■ **Problem description**: In the listing below, the lines starting with the line with "repository 332895457c633a5a" and going on through the line with "is its only" are to be reproduced exactly, and only those.

■ **Data for processing**:
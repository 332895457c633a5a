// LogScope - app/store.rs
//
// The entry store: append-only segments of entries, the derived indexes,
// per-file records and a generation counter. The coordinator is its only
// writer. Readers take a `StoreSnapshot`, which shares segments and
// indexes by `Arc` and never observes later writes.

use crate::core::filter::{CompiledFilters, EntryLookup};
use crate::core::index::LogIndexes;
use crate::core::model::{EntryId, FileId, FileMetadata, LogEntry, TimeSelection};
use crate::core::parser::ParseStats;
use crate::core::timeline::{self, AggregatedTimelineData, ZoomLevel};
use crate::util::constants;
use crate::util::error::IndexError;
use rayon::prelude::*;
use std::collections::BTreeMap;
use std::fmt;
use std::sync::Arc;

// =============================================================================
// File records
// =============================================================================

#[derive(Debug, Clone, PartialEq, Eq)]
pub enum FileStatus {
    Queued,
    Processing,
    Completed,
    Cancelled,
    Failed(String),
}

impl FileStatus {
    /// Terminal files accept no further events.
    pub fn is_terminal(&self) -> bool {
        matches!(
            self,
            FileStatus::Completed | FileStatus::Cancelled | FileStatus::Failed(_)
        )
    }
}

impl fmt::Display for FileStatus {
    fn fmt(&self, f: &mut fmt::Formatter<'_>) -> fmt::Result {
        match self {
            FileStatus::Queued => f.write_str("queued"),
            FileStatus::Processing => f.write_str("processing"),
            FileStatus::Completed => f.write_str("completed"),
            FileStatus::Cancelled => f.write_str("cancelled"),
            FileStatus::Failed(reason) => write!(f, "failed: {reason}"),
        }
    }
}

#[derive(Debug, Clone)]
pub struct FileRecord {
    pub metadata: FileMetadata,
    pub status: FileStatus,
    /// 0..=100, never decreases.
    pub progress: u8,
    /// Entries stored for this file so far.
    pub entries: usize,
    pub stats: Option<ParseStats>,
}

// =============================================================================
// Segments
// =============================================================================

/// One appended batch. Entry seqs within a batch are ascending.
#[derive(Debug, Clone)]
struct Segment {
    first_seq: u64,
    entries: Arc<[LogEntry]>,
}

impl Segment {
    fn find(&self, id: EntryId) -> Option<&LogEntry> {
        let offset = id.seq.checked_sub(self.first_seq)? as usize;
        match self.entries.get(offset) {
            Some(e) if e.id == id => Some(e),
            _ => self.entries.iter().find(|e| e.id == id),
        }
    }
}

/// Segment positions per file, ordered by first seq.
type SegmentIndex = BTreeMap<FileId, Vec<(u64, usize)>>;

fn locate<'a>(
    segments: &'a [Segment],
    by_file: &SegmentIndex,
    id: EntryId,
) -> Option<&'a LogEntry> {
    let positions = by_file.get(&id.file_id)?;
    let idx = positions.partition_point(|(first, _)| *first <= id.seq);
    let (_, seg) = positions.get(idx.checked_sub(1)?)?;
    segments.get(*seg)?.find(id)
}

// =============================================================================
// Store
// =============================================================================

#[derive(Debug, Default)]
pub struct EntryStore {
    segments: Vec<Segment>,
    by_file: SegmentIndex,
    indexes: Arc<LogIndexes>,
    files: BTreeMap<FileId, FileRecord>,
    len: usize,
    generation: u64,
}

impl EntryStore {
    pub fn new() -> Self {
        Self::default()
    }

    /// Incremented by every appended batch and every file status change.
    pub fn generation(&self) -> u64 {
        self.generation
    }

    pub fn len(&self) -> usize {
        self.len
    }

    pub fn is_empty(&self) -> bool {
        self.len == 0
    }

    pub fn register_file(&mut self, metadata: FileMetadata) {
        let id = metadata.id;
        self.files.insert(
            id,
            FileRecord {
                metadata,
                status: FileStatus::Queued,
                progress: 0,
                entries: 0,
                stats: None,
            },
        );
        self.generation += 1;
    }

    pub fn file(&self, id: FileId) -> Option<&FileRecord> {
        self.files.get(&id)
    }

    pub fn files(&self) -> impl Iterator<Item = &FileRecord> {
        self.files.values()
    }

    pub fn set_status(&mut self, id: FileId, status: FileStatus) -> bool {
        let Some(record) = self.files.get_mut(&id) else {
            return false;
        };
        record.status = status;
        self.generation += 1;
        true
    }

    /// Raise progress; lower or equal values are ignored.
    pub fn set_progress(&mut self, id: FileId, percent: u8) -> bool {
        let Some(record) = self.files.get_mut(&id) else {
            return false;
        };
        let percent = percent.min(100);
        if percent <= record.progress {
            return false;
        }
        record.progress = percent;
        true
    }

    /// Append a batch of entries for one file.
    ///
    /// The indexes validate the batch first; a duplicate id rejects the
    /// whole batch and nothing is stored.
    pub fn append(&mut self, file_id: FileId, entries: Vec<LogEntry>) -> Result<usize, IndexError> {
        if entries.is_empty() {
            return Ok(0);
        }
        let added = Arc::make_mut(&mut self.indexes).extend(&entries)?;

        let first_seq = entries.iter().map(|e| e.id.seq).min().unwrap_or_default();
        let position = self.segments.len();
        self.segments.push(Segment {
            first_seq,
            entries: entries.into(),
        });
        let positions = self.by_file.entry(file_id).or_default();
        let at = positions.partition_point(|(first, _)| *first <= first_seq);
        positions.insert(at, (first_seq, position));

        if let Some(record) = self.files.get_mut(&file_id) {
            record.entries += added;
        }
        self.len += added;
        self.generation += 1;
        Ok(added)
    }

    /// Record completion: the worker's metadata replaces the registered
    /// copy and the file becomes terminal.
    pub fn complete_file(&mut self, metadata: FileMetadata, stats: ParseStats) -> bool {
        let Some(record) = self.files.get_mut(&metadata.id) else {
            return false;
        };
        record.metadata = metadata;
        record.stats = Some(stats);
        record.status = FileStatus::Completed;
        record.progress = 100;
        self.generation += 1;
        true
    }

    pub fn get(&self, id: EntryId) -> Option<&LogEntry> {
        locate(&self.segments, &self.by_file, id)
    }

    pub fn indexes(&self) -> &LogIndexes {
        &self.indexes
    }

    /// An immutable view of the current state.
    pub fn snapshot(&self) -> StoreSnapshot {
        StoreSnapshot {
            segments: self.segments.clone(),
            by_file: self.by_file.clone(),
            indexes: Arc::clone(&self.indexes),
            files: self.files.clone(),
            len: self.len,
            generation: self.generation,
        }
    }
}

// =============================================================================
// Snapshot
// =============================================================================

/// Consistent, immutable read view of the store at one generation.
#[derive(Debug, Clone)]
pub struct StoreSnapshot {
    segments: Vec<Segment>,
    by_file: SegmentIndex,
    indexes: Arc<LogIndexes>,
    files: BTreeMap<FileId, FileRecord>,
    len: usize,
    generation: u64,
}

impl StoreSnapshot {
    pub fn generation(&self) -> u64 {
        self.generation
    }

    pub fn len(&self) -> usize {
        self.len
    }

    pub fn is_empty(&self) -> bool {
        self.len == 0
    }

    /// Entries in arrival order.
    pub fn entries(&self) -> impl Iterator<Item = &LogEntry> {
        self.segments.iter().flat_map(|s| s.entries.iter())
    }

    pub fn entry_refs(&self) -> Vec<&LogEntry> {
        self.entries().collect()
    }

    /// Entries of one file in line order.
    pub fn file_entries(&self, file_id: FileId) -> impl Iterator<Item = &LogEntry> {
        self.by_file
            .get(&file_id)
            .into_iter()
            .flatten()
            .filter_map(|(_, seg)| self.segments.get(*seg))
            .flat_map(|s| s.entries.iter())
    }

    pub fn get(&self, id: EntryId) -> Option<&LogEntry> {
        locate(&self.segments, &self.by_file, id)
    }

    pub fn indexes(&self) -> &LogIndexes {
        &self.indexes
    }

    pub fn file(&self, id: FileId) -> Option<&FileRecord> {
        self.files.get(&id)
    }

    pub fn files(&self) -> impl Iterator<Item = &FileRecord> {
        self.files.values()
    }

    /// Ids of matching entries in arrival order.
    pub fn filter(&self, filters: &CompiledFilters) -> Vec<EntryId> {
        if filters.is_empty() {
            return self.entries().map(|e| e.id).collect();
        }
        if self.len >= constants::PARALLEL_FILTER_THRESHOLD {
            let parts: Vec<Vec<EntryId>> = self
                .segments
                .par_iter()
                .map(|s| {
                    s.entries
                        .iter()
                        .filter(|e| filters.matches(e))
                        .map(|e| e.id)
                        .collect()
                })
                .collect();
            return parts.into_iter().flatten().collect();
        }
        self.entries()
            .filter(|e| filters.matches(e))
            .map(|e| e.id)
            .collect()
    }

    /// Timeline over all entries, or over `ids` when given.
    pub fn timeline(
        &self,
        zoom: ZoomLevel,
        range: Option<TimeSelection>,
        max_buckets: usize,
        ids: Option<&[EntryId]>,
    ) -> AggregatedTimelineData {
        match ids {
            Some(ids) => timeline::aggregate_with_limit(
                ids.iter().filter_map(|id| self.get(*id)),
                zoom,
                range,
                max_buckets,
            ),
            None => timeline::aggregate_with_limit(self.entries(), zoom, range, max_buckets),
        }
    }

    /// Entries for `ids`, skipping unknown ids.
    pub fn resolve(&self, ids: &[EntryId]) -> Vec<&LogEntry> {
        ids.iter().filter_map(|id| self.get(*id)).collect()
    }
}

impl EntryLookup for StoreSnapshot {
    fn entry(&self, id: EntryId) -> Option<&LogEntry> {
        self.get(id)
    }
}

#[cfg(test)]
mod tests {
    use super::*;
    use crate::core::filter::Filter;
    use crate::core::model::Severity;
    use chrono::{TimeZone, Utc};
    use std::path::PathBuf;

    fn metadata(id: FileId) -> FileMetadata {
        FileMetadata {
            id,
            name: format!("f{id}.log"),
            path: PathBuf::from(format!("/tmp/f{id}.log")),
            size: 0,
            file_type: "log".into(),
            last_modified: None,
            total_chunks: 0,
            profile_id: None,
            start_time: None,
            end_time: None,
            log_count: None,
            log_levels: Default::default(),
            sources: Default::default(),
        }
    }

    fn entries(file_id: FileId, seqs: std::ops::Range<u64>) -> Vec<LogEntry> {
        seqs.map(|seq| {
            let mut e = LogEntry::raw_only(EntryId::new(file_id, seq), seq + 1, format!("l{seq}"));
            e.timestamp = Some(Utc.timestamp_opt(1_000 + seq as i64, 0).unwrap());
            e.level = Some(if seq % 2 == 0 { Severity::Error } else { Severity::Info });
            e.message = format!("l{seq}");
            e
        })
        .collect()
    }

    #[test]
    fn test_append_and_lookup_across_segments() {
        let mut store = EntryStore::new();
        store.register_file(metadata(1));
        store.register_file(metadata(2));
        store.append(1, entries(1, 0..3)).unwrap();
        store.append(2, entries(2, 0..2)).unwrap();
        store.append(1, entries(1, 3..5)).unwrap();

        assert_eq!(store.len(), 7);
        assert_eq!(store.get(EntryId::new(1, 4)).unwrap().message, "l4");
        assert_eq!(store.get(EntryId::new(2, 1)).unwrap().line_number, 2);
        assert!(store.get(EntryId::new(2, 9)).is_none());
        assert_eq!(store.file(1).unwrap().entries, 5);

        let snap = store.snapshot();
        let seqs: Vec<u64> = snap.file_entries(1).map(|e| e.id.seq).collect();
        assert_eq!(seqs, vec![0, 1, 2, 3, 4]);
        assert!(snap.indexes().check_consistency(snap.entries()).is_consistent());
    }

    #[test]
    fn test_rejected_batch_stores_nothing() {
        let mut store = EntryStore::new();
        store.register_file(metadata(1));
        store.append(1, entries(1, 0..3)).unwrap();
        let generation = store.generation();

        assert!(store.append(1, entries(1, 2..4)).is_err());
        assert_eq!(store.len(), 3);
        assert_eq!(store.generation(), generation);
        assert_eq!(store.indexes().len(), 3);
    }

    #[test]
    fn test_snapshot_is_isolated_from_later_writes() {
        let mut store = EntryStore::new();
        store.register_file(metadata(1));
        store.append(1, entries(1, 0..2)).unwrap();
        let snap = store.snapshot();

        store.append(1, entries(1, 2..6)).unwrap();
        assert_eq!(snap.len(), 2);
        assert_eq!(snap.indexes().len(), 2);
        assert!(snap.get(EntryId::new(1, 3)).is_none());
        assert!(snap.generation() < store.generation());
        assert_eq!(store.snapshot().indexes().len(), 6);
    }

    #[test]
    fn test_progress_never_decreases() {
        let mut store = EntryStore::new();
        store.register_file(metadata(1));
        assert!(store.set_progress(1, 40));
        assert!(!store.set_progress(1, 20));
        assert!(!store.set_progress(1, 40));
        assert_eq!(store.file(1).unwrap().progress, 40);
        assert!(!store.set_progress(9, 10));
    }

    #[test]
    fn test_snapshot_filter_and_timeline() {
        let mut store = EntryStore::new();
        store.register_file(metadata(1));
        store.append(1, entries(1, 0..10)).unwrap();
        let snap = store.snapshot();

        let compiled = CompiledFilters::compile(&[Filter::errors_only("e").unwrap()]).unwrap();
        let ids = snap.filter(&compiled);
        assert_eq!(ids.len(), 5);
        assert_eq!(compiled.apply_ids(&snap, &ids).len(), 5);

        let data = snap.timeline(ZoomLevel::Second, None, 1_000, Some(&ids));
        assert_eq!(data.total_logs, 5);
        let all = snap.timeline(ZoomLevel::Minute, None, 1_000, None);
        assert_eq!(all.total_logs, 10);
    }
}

---

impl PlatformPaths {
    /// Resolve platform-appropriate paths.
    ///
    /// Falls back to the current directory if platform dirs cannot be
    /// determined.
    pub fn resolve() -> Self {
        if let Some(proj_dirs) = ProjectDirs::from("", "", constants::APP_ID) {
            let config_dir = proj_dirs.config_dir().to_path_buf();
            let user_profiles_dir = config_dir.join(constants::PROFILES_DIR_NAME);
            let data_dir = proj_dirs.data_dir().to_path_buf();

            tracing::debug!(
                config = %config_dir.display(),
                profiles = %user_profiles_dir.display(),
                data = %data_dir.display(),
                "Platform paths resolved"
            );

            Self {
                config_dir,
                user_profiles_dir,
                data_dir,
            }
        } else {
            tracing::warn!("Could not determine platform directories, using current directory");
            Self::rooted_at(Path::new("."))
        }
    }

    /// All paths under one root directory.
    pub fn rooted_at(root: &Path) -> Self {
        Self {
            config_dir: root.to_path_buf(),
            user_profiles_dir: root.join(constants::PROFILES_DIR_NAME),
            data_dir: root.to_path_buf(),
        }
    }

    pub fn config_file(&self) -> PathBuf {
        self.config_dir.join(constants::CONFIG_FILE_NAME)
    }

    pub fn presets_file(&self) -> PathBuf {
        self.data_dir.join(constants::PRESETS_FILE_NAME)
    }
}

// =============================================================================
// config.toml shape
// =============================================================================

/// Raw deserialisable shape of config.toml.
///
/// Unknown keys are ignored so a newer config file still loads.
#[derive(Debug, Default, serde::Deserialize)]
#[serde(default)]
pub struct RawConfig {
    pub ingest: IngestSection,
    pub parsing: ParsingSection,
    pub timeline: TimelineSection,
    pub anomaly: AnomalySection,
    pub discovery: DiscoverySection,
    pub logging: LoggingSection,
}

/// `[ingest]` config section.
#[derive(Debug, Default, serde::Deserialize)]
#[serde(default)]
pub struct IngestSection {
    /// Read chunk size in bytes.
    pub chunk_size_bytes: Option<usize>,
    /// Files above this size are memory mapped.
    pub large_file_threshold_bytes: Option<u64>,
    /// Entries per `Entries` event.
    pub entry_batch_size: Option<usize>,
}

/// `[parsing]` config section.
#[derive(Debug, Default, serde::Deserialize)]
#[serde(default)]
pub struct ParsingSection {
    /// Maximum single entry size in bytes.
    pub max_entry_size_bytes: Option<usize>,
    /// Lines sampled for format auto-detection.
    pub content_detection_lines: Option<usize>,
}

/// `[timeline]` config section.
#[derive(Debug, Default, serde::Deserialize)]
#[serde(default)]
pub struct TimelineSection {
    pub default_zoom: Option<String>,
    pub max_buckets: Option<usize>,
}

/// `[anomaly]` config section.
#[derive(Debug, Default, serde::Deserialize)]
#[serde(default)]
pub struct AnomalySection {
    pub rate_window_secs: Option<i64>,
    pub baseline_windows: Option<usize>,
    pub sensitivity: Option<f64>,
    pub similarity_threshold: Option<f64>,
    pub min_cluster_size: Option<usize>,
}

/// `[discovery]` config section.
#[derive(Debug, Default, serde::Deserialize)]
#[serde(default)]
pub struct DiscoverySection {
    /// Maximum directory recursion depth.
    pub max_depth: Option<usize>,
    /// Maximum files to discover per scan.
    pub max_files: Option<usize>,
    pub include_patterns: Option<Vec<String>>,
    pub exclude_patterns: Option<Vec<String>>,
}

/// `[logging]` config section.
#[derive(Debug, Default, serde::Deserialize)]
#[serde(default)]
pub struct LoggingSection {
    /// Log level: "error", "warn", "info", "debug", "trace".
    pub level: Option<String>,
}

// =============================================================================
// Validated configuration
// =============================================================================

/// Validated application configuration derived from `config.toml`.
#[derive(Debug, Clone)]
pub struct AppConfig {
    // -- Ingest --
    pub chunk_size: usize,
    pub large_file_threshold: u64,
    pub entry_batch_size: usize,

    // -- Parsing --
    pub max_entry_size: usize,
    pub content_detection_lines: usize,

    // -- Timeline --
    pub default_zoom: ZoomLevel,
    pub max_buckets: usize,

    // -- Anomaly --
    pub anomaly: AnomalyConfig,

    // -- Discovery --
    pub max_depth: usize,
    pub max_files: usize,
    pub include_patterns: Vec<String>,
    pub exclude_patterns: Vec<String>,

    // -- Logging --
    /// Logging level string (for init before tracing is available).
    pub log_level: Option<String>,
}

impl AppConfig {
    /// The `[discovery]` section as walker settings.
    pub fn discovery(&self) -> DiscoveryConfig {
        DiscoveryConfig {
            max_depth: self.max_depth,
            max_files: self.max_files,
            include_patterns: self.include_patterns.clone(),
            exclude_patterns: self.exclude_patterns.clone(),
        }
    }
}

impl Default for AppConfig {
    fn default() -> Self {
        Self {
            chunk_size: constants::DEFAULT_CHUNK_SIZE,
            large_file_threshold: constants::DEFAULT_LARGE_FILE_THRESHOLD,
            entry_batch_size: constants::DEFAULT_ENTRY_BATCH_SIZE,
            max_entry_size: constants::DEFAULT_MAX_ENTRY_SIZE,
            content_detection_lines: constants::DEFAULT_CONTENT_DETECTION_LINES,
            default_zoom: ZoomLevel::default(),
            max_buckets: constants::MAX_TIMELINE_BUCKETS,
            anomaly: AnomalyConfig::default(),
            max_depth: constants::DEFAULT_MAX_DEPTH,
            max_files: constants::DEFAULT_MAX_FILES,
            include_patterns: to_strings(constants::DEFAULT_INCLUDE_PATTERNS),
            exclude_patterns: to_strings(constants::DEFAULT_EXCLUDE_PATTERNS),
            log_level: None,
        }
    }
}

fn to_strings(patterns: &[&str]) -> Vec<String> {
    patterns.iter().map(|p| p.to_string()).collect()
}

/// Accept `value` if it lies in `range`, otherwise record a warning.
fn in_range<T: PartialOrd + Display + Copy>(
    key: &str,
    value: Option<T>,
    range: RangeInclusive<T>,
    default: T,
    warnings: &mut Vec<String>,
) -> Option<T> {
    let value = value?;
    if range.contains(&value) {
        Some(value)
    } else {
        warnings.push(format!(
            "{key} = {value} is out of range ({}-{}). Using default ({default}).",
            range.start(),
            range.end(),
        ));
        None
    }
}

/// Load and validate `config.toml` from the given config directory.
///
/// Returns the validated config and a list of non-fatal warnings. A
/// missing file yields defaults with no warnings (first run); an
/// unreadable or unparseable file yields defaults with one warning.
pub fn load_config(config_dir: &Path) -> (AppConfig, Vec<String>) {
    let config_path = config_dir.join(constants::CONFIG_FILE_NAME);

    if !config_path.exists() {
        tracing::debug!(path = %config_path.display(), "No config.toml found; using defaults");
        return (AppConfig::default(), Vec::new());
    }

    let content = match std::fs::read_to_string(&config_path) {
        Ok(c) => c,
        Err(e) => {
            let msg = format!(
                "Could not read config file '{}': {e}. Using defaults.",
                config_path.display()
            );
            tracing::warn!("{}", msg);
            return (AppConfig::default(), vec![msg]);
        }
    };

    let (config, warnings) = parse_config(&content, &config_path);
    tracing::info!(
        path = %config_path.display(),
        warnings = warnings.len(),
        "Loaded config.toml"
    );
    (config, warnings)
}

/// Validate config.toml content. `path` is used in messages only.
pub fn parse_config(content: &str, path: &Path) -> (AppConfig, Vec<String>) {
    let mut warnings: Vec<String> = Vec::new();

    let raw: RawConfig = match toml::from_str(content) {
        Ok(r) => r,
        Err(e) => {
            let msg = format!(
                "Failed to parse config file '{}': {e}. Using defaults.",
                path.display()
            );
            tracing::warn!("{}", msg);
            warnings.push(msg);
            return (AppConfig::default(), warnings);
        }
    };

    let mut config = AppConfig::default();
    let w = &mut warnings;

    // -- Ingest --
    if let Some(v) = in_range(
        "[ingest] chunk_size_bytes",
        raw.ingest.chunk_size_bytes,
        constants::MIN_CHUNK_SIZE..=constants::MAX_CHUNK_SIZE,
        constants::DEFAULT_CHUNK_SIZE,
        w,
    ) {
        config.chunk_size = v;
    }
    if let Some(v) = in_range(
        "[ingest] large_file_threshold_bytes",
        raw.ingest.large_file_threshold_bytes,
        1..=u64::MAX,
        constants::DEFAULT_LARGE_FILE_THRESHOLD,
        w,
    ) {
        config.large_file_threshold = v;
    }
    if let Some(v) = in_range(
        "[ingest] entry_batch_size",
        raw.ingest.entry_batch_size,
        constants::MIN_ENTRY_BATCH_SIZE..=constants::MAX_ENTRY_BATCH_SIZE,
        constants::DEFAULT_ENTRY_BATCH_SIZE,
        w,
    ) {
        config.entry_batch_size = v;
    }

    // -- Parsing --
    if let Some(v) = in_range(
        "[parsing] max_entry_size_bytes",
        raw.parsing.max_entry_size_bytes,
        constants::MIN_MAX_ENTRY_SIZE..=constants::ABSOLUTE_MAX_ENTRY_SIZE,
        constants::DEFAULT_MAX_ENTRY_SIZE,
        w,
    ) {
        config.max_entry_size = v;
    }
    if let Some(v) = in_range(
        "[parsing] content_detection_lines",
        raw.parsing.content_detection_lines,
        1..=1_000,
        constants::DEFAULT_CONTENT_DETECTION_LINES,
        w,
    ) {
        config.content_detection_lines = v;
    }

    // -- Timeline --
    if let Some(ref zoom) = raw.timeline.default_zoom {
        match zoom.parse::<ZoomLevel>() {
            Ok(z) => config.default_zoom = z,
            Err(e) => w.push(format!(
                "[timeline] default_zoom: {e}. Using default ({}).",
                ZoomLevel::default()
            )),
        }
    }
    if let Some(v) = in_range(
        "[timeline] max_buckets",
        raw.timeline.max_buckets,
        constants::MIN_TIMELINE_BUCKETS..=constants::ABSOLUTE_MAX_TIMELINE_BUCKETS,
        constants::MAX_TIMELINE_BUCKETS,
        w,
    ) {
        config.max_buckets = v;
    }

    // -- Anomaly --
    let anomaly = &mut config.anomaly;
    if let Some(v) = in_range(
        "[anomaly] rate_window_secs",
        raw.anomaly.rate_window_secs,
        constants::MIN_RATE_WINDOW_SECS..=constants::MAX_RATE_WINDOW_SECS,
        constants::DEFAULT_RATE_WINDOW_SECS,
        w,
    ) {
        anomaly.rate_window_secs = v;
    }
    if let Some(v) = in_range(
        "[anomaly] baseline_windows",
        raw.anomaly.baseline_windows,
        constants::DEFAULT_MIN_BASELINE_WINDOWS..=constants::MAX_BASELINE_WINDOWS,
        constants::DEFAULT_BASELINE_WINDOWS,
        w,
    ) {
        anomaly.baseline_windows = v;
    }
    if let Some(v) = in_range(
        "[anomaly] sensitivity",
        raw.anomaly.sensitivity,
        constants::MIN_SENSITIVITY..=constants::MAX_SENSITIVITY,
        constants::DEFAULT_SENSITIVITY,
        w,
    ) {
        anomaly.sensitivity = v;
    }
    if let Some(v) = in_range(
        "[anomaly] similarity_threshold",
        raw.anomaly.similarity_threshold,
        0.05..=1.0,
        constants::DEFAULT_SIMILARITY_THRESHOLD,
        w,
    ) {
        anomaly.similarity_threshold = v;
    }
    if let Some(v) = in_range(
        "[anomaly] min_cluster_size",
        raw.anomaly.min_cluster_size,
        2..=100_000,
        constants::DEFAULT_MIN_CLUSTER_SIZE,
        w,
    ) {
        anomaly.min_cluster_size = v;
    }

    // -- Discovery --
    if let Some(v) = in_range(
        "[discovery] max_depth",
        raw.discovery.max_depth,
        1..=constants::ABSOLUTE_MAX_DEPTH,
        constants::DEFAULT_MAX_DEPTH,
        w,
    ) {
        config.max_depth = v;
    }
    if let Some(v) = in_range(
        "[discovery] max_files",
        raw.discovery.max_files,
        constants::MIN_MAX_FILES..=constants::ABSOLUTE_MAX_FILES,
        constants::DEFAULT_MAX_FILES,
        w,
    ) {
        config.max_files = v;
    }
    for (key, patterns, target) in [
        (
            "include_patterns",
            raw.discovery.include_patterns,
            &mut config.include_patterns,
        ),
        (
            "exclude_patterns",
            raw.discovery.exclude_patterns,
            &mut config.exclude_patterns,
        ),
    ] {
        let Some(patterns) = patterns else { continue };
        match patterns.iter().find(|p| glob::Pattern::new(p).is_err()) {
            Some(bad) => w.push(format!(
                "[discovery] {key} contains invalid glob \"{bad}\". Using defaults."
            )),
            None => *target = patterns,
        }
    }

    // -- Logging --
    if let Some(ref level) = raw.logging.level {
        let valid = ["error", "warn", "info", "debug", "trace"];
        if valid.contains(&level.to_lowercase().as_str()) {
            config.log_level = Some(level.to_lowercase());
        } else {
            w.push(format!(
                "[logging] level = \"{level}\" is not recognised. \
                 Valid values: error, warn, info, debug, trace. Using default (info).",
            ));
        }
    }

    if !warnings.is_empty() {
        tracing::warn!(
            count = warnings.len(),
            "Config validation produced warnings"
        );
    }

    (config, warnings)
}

■ **Written response**:
repository 332895457c633a5a
// LogScope - app/store.rs
//
// The entry store: append-only segments of entries, the derived indexes,
// per-file records and a generation counter. The coordinator is its only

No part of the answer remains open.